Why is Hospital Audit Readiness Important?

Health systems operate under intense scrutiny from multiple regulatory bodies, including the Centers for Medicare & Medicaid Services (CMS), Health Resources and Services Administration (HRSA), state health departments, and various federal oversight agencies. Each of these entities maintains distinct reporting requirements, compliance standards, and audit protocols that hospitals must navigate simultaneously.

The financial risks of audit failure are substantial. For example, Medicare and Medicaid reimbursements can make up a significant portion of a hospital’s total revenue, and any failure to meet program requirements can lead to costly penalties, lost funding, or even exclusion from federal programs. Hospitals must also manage a web of funding streams, such as Disproportionate Share Hospital (DSH) payments and Upper Payment Limit (UPL) programs, that require detailed documentation to justify every dollar received.

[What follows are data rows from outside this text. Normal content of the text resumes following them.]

use aqueduct::transport::mock::MockLink;
use aqueduct::transport::{Event, Framing, Message, RequestOptions, Transport, TransportSettings};
use serde_json::json;
use std::thread;
use std::time::Duration;

fn options(max_attempts: u32) -> RequestOptions {
    RequestOptions::default()
        .with_attempts(max_attempts)
        .with_delay(Duration::ZERO)
}

fn live_request() -> Message {
    Message::new(Event::GetDeviceLive, &json!({"user_id": "bench", "device_id": 1})).unwrap()
}

#[test]
fn test_matching_reply_on_third_attempt() {
    let link = MockLink::new();
    let handle = link.handle();
    handle.reply("device_action", json!({"v": 1}));
    handle.reply("pid_controllers_updated", json!({"v": 2}));
    handle.reply("get_device_live", json!({"v": 42}));

    let transport = Transport::from_link(link, TransportSettings::default());
    let payload = transport.send_and_wait(&live_request(), Event::GetDeviceLive, &options(3));

    assert_eq!(payload, Some(json!({"v": 42})));
    assert_eq!(handle.sent().len(), 3);
}

#[test]
fn test_all_attempts_mismatch_returns_none() {
    let link = MockLink::new();
    let handle = link.handle();
    for _ in 0..3 {
        handle.reply("device_action", json!({"v": 1}));
    }
    // A matching reply that would only arrive on a fourth attempt
    handle.reply("get_device_live", json!({"v": 42}));

    let transport = Transport::from_link(link, TransportSettings::default());
    let payload = transport.send_and_wait(&live_request(), Event::GetDeviceLive, &options(3));

    assert_eq!(payload, None);
    assert_eq!(handle.sent().len(), 3);
    assert_eq!(handle.remaining(), 1);
}

#[test]
fn test_decode_failures_and_timeouts_consume_attempts() {
    let link = MockLink::new();
    let handle = link.handle();
    handle.reply_raw(b"[\"get_device_live\", {truncated".to_vec());
    handle.silence();
    handle.reply("get_device_live", "{\"live\": []}".into());

    let transport = Transport::from_link(link, TransportSettings::default());
    let payload = transport.send_and_wait(&live_request(), Event::GetDeviceLive, &options(3));

    // The last payload arrived as an encoded string and is decoded again
    assert_eq!(payload, Some(json!({"live": []})));
}

#[test]
fn test_length_prefixed_round_trip() {
    let link = MockLink::with_framing(Framing::LengthPrefixed);
    let handle = link.handle();
    handle.reply("device_action", json!({"ok": true}));

    let settings = TransportSettings {
        framing: Framing::LengthPrefixed,
        recv_buffer_bytes: 4096,
    };
    let transport = Transport::from_link(link, settings);
    let msg = Message::new(Event::DeviceAction, &json!({"action": "stop"})).unwrap();

    assert_eq!(
        transport.send_and_wait(&msg, Event::DeviceAction, &options(1)),
        Some(json!({"ok": true}))
    );
    assert_eq!(
        handle.sent_events(),
        vec![("device_action".to_string(), json!({"action": "stop"}))]
    );
}

#[test]
fn test_concurrent_callers_share_one_connection() {
    let link = MockLink::new();
    let handle = link.handle();
    const CALLERS: usize = 8;
    for _ in 0..CALLERS {
        handle.reply("device_action", json!({"ok": true}));
    }

    let transport = Transport::from_link(link, TransportSettings::default());
    let workers: Vec<_> = (0..CALLERS)
        .map(|i| {
            let transport = transport.clone();
            thread::spawn(move || {
                let msg = Message::new(Event::DeviceAction, &json!({"device_id": i})).unwrap();
                transport.send_and_wait(&msg, Event::DeviceAction, &options(1))
            })
        })
        .collect();

    for worker in workers {
        assert_eq!(worker.join().unwrap(), Some(json!({"ok": true})));
    }
    // Every request got exactly one reply, so no exchange overlapped another
    assert_eq!(handle.sent().len(), CALLERS);
    assert_eq!(handle.remaining(), 0);
}

#[test]
fn test_connect_fails_without_server() {
    let listener = std::net::TcpListener::bind("127.0.0.1:0").unwrap();
    let port = listener.local_addr().unwrap().port();
    drop(listener);

    let mut config = aqueduct::ClientConfig::default();
    config.server.port = port;
    config.server.connect_timeout_ms = 200;
    assert!(Transport::connect(&config).is_err());
}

But audit readiness isn’t just about dollars and cents. Hospitals also handle vast amounts of protected health information, making HIPAA compliance a core component of any audit preparation effort. Security lapses or inconsistent recordkeeping can expose organizations to privacy violations and erode patient trust. Regulatory audits often evaluate not only financial practices but also how effectively hospitals safeguard patient data, adhere to clinical protocols, and ensure quality of patient care.

For hospital boards, maintaining a high level of audit readiness shows the organization prioritizes compliance, values transparency, and is committed to delivering safe, high-quality services. With the right systems and oversight in place, audit readiness creates a culture of continuous improvement.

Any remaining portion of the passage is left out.